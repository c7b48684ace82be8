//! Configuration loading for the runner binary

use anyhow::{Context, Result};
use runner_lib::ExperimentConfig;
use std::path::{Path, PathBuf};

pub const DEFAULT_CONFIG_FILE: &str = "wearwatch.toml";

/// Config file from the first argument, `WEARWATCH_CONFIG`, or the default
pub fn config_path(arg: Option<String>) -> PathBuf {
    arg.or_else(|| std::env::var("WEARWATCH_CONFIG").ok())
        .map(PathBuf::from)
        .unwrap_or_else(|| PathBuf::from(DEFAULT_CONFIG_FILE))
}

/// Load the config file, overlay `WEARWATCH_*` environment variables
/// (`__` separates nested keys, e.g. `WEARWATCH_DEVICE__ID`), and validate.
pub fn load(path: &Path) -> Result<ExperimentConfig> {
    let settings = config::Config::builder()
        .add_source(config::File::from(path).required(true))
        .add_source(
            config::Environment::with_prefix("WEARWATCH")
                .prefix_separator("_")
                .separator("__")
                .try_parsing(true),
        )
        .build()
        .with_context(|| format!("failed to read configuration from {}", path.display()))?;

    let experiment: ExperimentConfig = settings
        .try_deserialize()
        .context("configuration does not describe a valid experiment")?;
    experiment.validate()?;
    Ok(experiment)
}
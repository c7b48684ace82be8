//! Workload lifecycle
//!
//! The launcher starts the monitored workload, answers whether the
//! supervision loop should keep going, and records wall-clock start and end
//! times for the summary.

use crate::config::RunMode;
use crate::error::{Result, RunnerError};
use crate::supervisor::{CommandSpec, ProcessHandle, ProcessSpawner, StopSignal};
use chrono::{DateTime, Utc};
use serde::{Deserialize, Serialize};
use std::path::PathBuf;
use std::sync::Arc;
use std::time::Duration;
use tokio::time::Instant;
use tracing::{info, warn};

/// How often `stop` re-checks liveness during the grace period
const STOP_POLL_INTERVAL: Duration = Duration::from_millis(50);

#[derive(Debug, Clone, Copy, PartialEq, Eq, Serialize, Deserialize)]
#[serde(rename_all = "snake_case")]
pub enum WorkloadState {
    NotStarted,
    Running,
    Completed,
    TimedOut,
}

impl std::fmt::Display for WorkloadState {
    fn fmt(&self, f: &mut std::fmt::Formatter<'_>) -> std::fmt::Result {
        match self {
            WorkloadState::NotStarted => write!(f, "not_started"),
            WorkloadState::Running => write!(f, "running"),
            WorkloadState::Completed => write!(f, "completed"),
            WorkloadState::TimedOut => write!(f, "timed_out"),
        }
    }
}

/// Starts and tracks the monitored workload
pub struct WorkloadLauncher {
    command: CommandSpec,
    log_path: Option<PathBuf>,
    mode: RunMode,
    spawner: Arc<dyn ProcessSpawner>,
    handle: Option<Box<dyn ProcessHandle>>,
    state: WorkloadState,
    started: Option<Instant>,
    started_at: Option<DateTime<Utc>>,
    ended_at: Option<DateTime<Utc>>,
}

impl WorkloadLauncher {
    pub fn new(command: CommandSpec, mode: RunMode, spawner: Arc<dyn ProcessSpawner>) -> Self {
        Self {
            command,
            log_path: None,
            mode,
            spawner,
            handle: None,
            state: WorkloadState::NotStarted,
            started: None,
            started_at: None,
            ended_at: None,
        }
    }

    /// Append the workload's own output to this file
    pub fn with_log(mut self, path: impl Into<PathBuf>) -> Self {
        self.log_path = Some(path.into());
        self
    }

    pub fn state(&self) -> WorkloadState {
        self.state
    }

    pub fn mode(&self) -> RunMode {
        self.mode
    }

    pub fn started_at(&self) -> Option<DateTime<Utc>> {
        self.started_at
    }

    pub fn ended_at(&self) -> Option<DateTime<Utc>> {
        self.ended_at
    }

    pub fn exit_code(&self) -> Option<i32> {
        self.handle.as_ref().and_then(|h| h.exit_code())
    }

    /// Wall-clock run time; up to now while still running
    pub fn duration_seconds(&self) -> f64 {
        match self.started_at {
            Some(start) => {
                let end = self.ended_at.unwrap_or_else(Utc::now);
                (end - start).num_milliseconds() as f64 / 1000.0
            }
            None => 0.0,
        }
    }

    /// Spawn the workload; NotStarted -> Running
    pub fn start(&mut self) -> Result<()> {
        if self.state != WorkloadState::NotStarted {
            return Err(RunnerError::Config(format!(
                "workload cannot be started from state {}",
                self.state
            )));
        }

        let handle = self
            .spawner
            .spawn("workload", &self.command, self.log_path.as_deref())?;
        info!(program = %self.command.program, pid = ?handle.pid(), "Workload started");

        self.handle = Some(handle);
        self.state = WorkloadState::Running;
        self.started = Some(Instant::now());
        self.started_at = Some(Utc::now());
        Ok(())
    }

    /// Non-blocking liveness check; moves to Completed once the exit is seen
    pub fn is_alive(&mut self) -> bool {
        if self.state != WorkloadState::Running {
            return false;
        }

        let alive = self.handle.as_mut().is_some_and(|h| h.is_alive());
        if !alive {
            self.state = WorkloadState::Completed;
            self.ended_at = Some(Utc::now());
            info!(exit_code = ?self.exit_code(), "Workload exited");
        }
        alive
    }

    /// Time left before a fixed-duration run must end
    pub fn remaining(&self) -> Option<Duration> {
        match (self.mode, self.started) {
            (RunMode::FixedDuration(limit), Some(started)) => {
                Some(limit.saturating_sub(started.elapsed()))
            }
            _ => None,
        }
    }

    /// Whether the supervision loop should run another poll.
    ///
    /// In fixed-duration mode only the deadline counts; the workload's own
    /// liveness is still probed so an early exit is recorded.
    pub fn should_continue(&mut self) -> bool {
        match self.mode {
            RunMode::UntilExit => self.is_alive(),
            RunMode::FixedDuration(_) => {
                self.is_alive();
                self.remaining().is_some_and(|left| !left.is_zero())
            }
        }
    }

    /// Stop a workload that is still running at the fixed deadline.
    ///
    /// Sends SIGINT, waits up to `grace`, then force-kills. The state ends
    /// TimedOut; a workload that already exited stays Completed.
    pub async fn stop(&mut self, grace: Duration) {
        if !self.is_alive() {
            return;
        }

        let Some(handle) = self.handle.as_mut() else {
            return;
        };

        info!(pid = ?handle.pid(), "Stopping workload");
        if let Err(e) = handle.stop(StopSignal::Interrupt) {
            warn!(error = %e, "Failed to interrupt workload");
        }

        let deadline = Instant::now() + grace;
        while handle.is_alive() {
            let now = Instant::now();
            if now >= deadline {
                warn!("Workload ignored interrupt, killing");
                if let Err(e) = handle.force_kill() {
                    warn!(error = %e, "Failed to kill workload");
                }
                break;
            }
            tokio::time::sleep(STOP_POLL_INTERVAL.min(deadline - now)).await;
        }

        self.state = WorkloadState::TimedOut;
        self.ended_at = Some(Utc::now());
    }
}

────

(Problem description):
Only the number is needed. Say how many lines of the entries contain "match".

(Response):
4